A variety of chemical compounds occurring in pasture grasses and legumes are assimilated by the bovine and deposited in either adipose or muscle tissue. These compounds include carotenoids, particularly beta-carotene and lutein (although other dietary ingredients not attributable to grazing can also occur, most notably lutein and zeaxanthin from maize). Other classes of compounds such as terpenes, various sulphur compounds, phenolics, as well as tissue fatty acids such as conjugated linoleic acid (CLA), trans-vaccenic acid and omega-3 polyunsaturated fatty acids, taken in conjunction with animal metabolites such as 2,3-octanedione can provide a predictive picture which enables categorisation of beef as originating from ‘grass-fed’ cattle.
The use of chemical compounds to definitively discriminate between beef from ‘grass-fed’ bovines and others is complicated by the simultaneous rather than discrete use of forages (grazed or conserved grass) and so-called ‘concentrates’. If these different types of feeds were used separately it would be convenient, from the point of view of forensic authentication and verification of beef, but alas, unfortunately this does not always occur.
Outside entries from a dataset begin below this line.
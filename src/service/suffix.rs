//! Numeric suffix expansion.

use crate::domain::{Candidate, NumberRange};

/// Expand every candidate with numeric suffixes.
///
/// Each candidate is followed by one variant per number in `range`, appended
/// without a separator, so the output holds `range.count() + 1` entries per
/// input. Without a range the candidates pass through unchanged.
#[must_use]
pub fn expand(candidates: Vec<Candidate>, range: Option<NumberRange>) -> Vec<Candidate> {
    let Some(range) = range else {
        return candidates;
    };

    candidates
        .into_iter()
        .flat_map(|candidate| {
            let variants = range.iter().map({
                let base = candidate.clone();
                move |n| Candidate {
                    handle: format!("{}{n}", base.handle),
                    ..base.clone()
                }
            });
            std::iter::once(candidate).chain(variants)
        })
        .collect()
}
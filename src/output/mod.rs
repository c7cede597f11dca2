//! Result output.
//!
//! Candidates go to stdout, to a given file, or to an auto-named file
//! `kamehandle_<mode>_<YYYYmmdd_HHMMSS>.<ext>` in the current directory.

pub mod format;

use std::fmt;
use std::fs::File;
use std::io::{self, BufWriter, Write};
use std::path::{Path, PathBuf};

use chrono::Local;

use crate::config::OutputSettings;
use crate::domain::{Candidate, ExportFormat, Mode};
use crate::error::{AppError, Result};

pub use format::write_candidates;

/// Where results are written.
#[derive(Debug, Clone, PartialEq, Eq)]
pub enum Destination {
    /// Standard output.
    Stdout,
    /// A file, created or truncated.
    File(PathBuf),
}

impl Destination {
    /// Pick the destination from output settings.
    #[must_use]
    pub fn resolve(settings: &OutputSettings, mode: Mode) -> Self {
        match &settings.path {
            Some(path) => Self::File(path.clone()),
            None if settings.auto => Self::File(default_output_name(mode, settings.export)),
            None => Self::Stdout,
        }
    }

    /// Write candidates here.
    ///
    /// # Errors
    ///
    /// Returns `Io` if the destination cannot be created or written.
    pub fn write(&self, format: ExportFormat, candidates: &[Candidate]) -> Result<()> {
        match self {
            Self::Stdout => {
                let mut out = io::stdout().lock();
                write_and_flush(&mut out, format, candidates)
                    .map_err(|e| AppError::io("<stdout>", e))
            }
            Self::File(path) => {
                let file = File::create(path).map_err(|e| AppError::io(path, e))?;
                let mut out = BufWriter::new(file);
                write_and_flush(&mut out, format, candidates)
                    .map_err(|e| AppError::io(path, e))
            }
        }
    }
}

impl fmt::Display for Destination {
    fn fmt(&self, f: &mut fmt::Formatter<'_>) -> fmt::Result {
        match self {
            Self::Stdout => write!(f, "<stdout>"),
            Self::File(path) => write!(f, "{}", absolute(path).display()),
        }
    }
}

fn write_and_flush<W: Write>(
    out: &mut W,
    format: ExportFormat,
    candidates: &[Candidate],
) -> io::Result<()> {
    write_candidates(out, format, candidates)?;
    out.flush()
}

/// Timestamped file name for `--auto-output`.
#[must_use]
pub fn default_output_name(mode: Mode, format: ExportFormat) -> PathBuf {
    let ts = Local::now().format("%Y%m%d_%H%M%S");
    PathBuf::from(format!("kamehandle_{mode}_{ts}.{}", format.extension()))
}

fn absolute(path: &Path) -> PathBuf {
    std::path::absolute(path).unwrap_or_else(|_| path.to_path_buf())
}

#[cfg(test)]
mod tests {
    use tempfile::TempDir;

    use super::*;

    #[test]
    fn test_resolve() {
        let settings = OutputSettings::default();
        assert_eq!(Destination::resolve(&settings, Mode::Usernames), Destination::Stdout);

        let settings = OutputSettings {
            path: Some(PathBuf::from("out.csv")),
            ..Default::default()
        };
        assert_eq!(
            Destination::resolve(&settings, Mode::Usernames),
            Destination::File(PathBuf::from("out.csv"))
        );
    }

    #[test]
    fn test_default_output_name() {
        let name = default_output_name(Mode::Emails, ExportFormat::Csv);
        let name = name.to_str().unwrap();
        assert!(name.starts_with("kamehandle_emails_"));
        assert!(name.ends_with(".csv"));
        // kamehandle_emails_ + YYYYmmdd_HHMMSS + .csv
        assert_eq!(name.len(), "kamehandle_emails_".len() + 15 + 4);
    }

    #[test]
    fn test_write_file() {
        let dir = TempDir::new().unwrap();
        let path = dir.path().join("out.txt");
        let candidates = vec![Candidate::username("Ann Lee", "alee", "{f}{last}")];

        Destination::File(path.clone())
            .write(ExportFormat::Txt, &candidates)
            .unwrap();
        assert_eq!(std::fs::read_to_string(&path).unwrap(), "alee\n");
    }

    #[test]
    fn test_unwritable_path() {
        let dir = TempDir::new().unwrap();
        let path = dir.path().join("missing").join("out.txt");
        let err = Destination::File(path)
            .write(ExportFormat::Txt, &[])
            .unwrap_err();
        assert!(matches!(err, AppError::Io { .. }));
    }
}
//! Domain combiner.

use crate::domain::Candidate;

/// Combine every username with every domain.
///
/// Usernames form the outer loop and domains the inner one, so each
/// username's emails appear together in domain order. `domains` is expected
/// to be cleaned and deduplicated already (see [`crate::domain::clean_domains`]).
#[must_use]
pub fn combine(usernames: &[Candidate], domains: &[String]) -> Vec<Candidate> {
    usernames
        .iter()
        .flat_map(|user| domains.iter().map(move |domain| user.with_domain(domain)))
        .collect()
}

#[cfg(test)]
mod tests {
    use super::*;
    use crate::domain::CandidateKind;

    #[test]
    fn test_combine_order() {
        let users = vec![
            Candidate::username("Ann Lee", "ann.lee", "{first}.{last}"),
            Candidate::username("Ann Lee", "alee", "{f}{last}"),
        ];
        let domains = vec!["a.com".to_string(), "b.com".to_string()];
        let emails: Vec<_> = combine(&users, &domains)
            .into_iter()
            .map(|c| c.handle)
            .collect();
        assert_eq!(
            emails,
            ["ann.lee@a.com", "ann.lee@b.com", "alee@a.com", "alee@b.com"]
        );
    }

    #[test]
    fn test_combine_kind() {
        let users = vec![Candidate::username("Ann Lee", "ann", "{first}")];
        let out = combine(&users, &["x.org".to_string()]);
        assert_eq!(out[0].kind, CandidateKind::Email);
        assert_eq!(out[0].domain.as_deref(), Some("x.org"));
    }

    #[test]
    fn test_no_domains() {
        let users = vec![Candidate::username("Ann Lee", "ann", "{first}")];
        assert!(combine(&users, &[]).is_empty());
    }
}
To distinguish ‘organic’ beef from beef not raised organically is somewhat more definitive since with ‘organic’ production, the application of industrially synthesised nitrogen fertiliser is prohibited; hence, reliance on the nitrogen-fixing ability of symbiotic rhizobia in the root nodules of clovers and other legumes is emphasised. However, this enables ‘organic’ beef to be differentiated from non-organic beef, and even from grass-fed beef which has grazed pastures grown with chemically synthesised nitrogen fertilisers on the basis of the ratio of stable isotopes of nitrogen.
That ‘grass-fed’ or ‘organic’ beef may be healthier is also a controversial issue, but a crucial quality benefit of truly ‘grass-fed’ beef is the improved ratio of Omega-3s to Omega-6s within the beef. The benefit is nonetheless rapidly lost if concentrates are fed during the 10-12 weeks prior to slaughter. In some cases, they are fed during a ‘finishing’ period to enhance the intramuscular marbling of the meat as it is believed that the eating quality is better, albeit it trades off eating quality against nutritional value. With such constitutional changes possible at the end of the finishing period, a beef animal that qualifies as ‘grass-fed’ as per feed intake rules, may for all intents and purposes have the Omega profile more typical of a grain-fed animal, albeit it is labelled ‘grass-fed’. In this regard, whether an animal is ‘grass-finished’ as opposed to merely being vaguely ‘grass-fed’ could markedly affect the beef and effectively subvert any perception of superior nutritional quality.
With a lack of clarity concerning what is ‘grass-fed’ and knowing that ‘organic’ does not mean ‘grass-fed‘, the consumer is left to second guess what the marketeer’s labelling means. It is a far from satisfactory situation and it is a situation crying out for products that are more clearly labelled and where the label indicates that the beef comes from specific farming systems designed to create specific products which are, in turn, rooted to the farm, its soils and the husbandry employed. And all must be traceable with impeccable provenance. Only then will the consumer be able to say with confidence whether their ruminant-derived products are ‘grass fed’.
Peter Dunne is a member of the recently formed Regenerative Farming Ireland initiative.